= Microbiota-accessible carbohydrates =

Carbohydrates resistant to digestion

Microbiota-accessible carbohydrates (MACs) are carbohydrates that are resistant to digestion by a host's metabolism, and are made available for gut microbes, as prebiotics, to ferment or metabolize into beneficial compounds, such as short chain fatty acids. The term, ‘‘microbiota-accessible carbohydrate’’ contributes to a conceptual framework for investigating and discussing the amount of metabolic activity that a specific food or carbohydrate can contribute to a host's microbiota.
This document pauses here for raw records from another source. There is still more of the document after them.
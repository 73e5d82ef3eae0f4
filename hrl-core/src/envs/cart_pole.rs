use crate::env::{Env, EnvironmentDescription, SnapShot, Space};
use anyhow::{Result, bail};
use candle_core::{Device, Tensor};
use rand::{Rng, SeedableRng, rngs::StdRng};

const GRAVITY: f32 = 9.8;
const MASS_CART: f32 = 1.0;
const MASS_POLE: f32 = 0.1;
const TOTAL_MASS: f32 = MASS_CART + MASS_POLE;
// half the pole's length
const LENGTH: f32 = 0.5;
const POLE_MASS_LENGTH: f32 = MASS_POLE * LENGTH;
const FORCE_MAG: f32 = 10.0;
const TAU: f32 = 0.02;
const THETA_THRESHOLD: f32 = 12. * 2. * std::f32::consts::PI / 360.;
const X_THRESHOLD: f32 = 2.4;
const RESET_BOUND: f32 = 0.05;
pub const CART_POLE_MAX_STEPS: usize = 500;

/// The classic cart-pole balancing task with CartPole-v1 dynamics and time limit.
///
/// Observations are `[x, x_dot, theta, theta_dot]`, actions are one-hot over
/// `[push left, push right]`.
#[derive(Debug)]
pub struct CartPole {
    state: Option<[f32; 4]>,
    steps: usize,
    max_steps: usize,
    rng: StdRng,
}

impl Default for CartPole {
    fn default() -> Self {
        Self::new()
    }
}

impl CartPole {
    pub fn new() -> Self {
        Self {
            state: None,
            steps: 0,
            max_steps: CART_POLE_MAX_STEPS,
            rng: StdRng::from_rng(&mut rand::rng()),
        }
    }

    pub fn with_max_steps(mut self, max_steps: usize) -> Self {
        self.max_steps = max_steps;
        self
    }

    fn observation(state: &[f32; 4]) -> Result<Tensor> {
        Ok(Tensor::new(state, &Device::Cpu)?)
    }

    fn push_right(action: &Tensor) -> Result<bool> {
        let action = action.flatten_all()?;
        match action.dim(0)? {
            2 => Ok(action.argmax(0)?.to_scalar::<u32>()? == 1),
            1 => Ok(action.to_vec1::<f32>()?[0] > 0.),
            n => bail!("cart pole expects a one-hot action of size 2, got {n} values"),
        }
    }
}

impl Env for CartPole {
    type Tensor = Tensor;

    fn reset(&mut self, seed: Option<u64>) -> Result<Tensor> {
        if let Some(seed) = seed {
            self.rng = StdRng::seed_from_u64(seed);
        }
        let state: [f32; 4] =
            std::array::from_fn(|_| self.rng.random_range(-RESET_BOUND..RESET_BOUND));
        self.steps = 0;
        self.state = Some(state);
        Self::observation(&state)
    }

    fn step(&mut self, action: &Tensor) -> Result<SnapShot<Tensor>> {
        let Some([x, x_dot, theta, theta_dot]) = self.state else {
            bail!("cart pole stepped before reset");
        };
        let force = if Self::push_right(action)? {
            FORCE_MAG
        } else {
            -FORCE_MAG
        };
        let (sin_theta, cos_theta) = theta.sin_cos();
        let temp = (force + POLE_MASS_LENGTH * theta_dot * theta_dot * sin_theta) / TOTAL_MASS;
        let theta_acc = (GRAVITY * sin_theta - cos_theta * temp)
            / (LENGTH * (4.0 / 3.0 - MASS_POLE * cos_theta * cos_theta / TOTAL_MASS));
        let x_acc = temp - POLE_MASS_LENGTH * theta_acc * cos_theta / TOTAL_MASS;

        let state = [
            x + TAU * x_dot,
            x_dot + TAU * x_acc,
            theta + TAU * theta_dot,
            theta_dot + TAU * theta_acc,
        ];
        self.steps += 1;
        self.state = Some(state);

        let terminated = state[0].abs() > X_THRESHOLD || state[2].abs() > THETA_THRESHOLD;
        Ok(SnapShot {
            state: Self::observation(&state)?,
            reward: 1.,
            terminated,
            truncated: !terminated && self.steps >= self.max_steps,
        })
    }

    fn env_description(&self) -> EnvironmentDescription {
        EnvironmentDescription::new(Space::continous_from_dims(vec![4]), Space::Discrete(2))
    }
}

#[cfg(test)]
mod tests {
    use super::*;

    fn right() -> Tensor {
        Tensor::new(&[0f32, 1.], &Device::Cpu).unwrap()
    }

    #[test]
    fn same_seed_same_start() -> Result<()> {
        let mut a = CartPole::new();
        let mut b = CartPole::new();
        let first: Vec<f32> = a.reset(Some(3))?.to_vec1()?;
        assert_eq!(first, b.reset(Some(3))?.to_vec1::<f32>()?);
        assert!(first.iter().all(|v| v.abs() <= RESET_BOUND));
        Ok(())
    }

    #[test]
    fn pushing_one_way_tips_the_pole() -> Result<()> {
        let mut env = CartPole::new();
        env.reset(Some(0))?;
        let mut steps = 0;
        loop {
            let snapshot = env.step(&right())?;
            steps += 1;
            assert_eq!(snapshot.reward, 1.);
            if snapshot.done() {
                assert!(snapshot.terminated && !snapshot.truncated);
                break;
            }
            assert!(steps < CART_POLE_MAX_STEPS);
        }
        assert!(steps < 50);
        Ok(())
    }

    #[test]
    fn episode_is_truncated_at_the_step_limit() -> Result<()> {
        let mut env = CartPole::new().with_max_steps(3);
        env.reset(Some(1))?;
        let left = Tensor::new(&[1f32, 0.], &Device::Cpu)?;
        assert!(!env.step(&left)?.done());
        assert!(!env.step(&right())?.done());
        let last = env.step(&left)?;
        assert!(last.truncated && !last.terminated);
        Ok(())
    }

    #[test]
    fn stepping_before_reset_fails() {
        assert!(CartPole::new().step(&right()).is_err());
    }

    #[test]
    fn malformed_action_is_rejected() -> Result<()> {
        let mut env = CartPole::new();
        env.reset(None)?;
        assert!(env.step(&Tensor::new(&[0f32, 0., 1.], &Device::Cpu)?).is_err());
        Ok(())
    }
}
use candle_core::{Result, Tensor};
use candle_nn::{Activation, Linear, Module, VarBuilder, linear};

/// A stack of linear layers with ReLU activations in between, the last layer is left linear.
/// Layer `i` stores its parameters under `{prefix}{i}.weight` and `{prefix}{i}.bias`.
#[derive(Debug, Clone, Default)]
pub struct Sequential {
    layers: Vec<Linear>,
}

impl Sequential {
    pub fn add(mut self, layer: Linear) -> Self {
        self.layers.push(layer);
        self
    }

    pub fn len(&self) -> usize {
        self.layers.len()
    }

    pub fn is_empty(&self) -> bool {
        self.layers.is_empty()
    }
}

impl Module for Sequential {
    fn forward(&self, xs: &Tensor) -> Result<Tensor> {
        let mut xs = xs.clone();
        let last = self.layers.len().saturating_sub(1);
        for (idx, layer) in self.layers.iter().enumerate() {
            xs = layer.forward(&xs)?;
            if idx != last {
                xs = Activation::Relu.forward(&xs)?;
            }
        }
        Ok(xs)
    }
}

pub fn build_sequential(
    input_dim: usize,
    layers: &[usize],
    vb: &VarBuilder,
    prefix: &str,
) -> Result<Sequential> {
    let mut last_dim = input_dim;
    let mut nn = Sequential::default();
    for (layer_idx, layer_size) in layers.iter().enumerate() {
        let layer_pp = format!("{prefix}{layer_idx}");
        nn = nn.add(linear(last_dim, *layer_size, vb.pp(layer_pp))?);
        last_dim = *layer_size;
    }
    Ok(nn)
}

#[cfg(test)]
mod tests {
    use super::*;
    use candle_core::{DType, Device};
    use candle_nn::VarMap;

    #[test]
    fn layers_are_registered_under_prefix() -> Result<()> {
        let varmap = VarMap::new();
        let vb = VarBuilder::from_varmap(&varmap, DType::F32, &Device::Cpu);
        let nn = build_sequential(4, &[8, 2], &vb, "value")?;
        assert_eq!(nn.len(), 2);
        let data = varmap.data().lock().map_err(|e| candle_core::Error::Msg(e.to_string()))?;
        let mut names: Vec<_> = data.keys().cloned().collect();
        names.sort();
        assert_eq!(
            names,
            vec!["value0.bias", "value0.weight", "value1.bias", "value1.weight"]
        );
        Ok(())
    }

    #[test]
    fn forward_maps_batch_to_output_width() -> Result<()> {
        let varmap = VarMap::new();
        let vb = VarBuilder::from_varmap(&varmap, DType::F32, &Device::Cpu);
        let nn = build_sequential(3, &[5, 1], &vb, "value")?;
        let xs = Tensor::zeros((7, 3), DType::F32, &Device::Cpu)?;
        assert_eq!(nn.forward(&xs)?.dims(), &[7, 1]);
        Ok(())
    }
}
MACs may come from plants, fungi, animal tissues, or food-borne microbes, and must be metabolized by the microbiome. A significant quantity of the cellulose humans consume is not metabolized by gut microbes and therefore cannot be considered a MAC. The amount of dietary MACs found within a food source will differ for each individual, since which carbohydrates are metabolized depends upon the composition of each person's microbiota. For example, many Japanese individuals possess the genes for the consumption of the algal polysaccharide porphyran in their microbiomes, which are rarely found in North American and European individuals. For individuals who harbor such a porphyran-degrading strain, porphyran would be a MAC. However, porphyran would not be a MAC for those without a microbiota adaptation to seaweed. In similar fashion, germ-free mice without a microbiota might consume a diet with large quantities of potential MACs, but none of the carbohydrates would be considered MACs, since they would escape the digestive tract without being metabolized by microbes.
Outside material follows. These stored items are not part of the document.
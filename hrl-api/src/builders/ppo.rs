use crate::builders::policies::PolicyBuilder;
use anyhow::Result;
use candle_core::Device;
use hrl_agents::ppo::{PPO, PPOParams};
use hrl_core::env::EnvironmentDescription;

#[derive(Debug, Clone, Default)]
pub struct PPOBuilder {
    pub policy_builder: PolicyBuilder,
    pub params: PPOParams,
}

impl PPOBuilder {
    pub fn build(&self, device: &Device, env_description: &EnvironmentDescription) -> Result<PPO> {
        let policy = self.policy_builder.build_policy(
            env_description,
            self.params.learning_rate,
            self.params.max_grad_norm,
            device,
        )?;
        Ok(PPO::new(policy, self.params.clone()))
    }
}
Lack of dietary MACs results in a microbiota reliant upon endogenous host-derived MACs, such as mucin glycans. Different host genotypes can influence the identity of MACs available to the microbiota in multiple ways. For example, a host's genes may affect the level of mucus structures, such as the absence of alpha-1-2 fucose residues in the mucus of nonsecretor individuals who lack alpha-1-2- fucosyltransferase activity in the intestine. Similarly, a host may have genes that can determine the efficiency of digestion and absorption of carbohydrates in the small intestine. For example, lactose is accessible to the microbiota in people who are lactose intolerant, and should therefore be considered a MAC for those individuals. For nursing infants, dietary MACs that are naturally found in breast milk are known as human milk oligosaccharides (HMOs). For formula-fed infants, dietary MACs, such as galacto-oligosaccharides, are artificially added to formula. Therefore, the research, discussion and quantification of MACs and their impact on a host's microbiota may be critical to determining their impact on human health.

== Gut microbiota diversity ==
Diets in developed countries have lost microbiota-accessible carbohydrates which is the cause of a substantial depletion of gut microbiota taxa. This loss of microbiota diversity is likely involved in the increasing propensity for a broad range of inflammatory diseases, such as allergic disease, asthma, inflammatory bowel disease (IBD), obesity, and associated non-communicable diseases (NCDs). Rural human communities from South America and Africa have a low prevalence of NCDs and this fact has been related with a higher gut microbiota diversity.
Some of these lost taxa belong to the families of Bacteroidales (Bacteroides fragilis, B. ovatus, B. uniformis, B. distasonis, Parabacteroides gordonii), Clostridiales (Ruminococcus gnavus, Blautia producta, Faecalibacterium prausnitzii) and Verrucomicrobiales (Akkermansia muciniphila).
Introduction of dietary MACs in the diet is insufficient to regain the lost taxa, to restore the gut microbiota to its original state requires the administration of missing taxa, which can be achieved either by administering probiotics (food) or live biotherapeutics (drugs), in combination with dietary MAC consumption. Enriching the food supply with dietary fiber might have an essential role in preventing loss of certain beneficial bacterial species.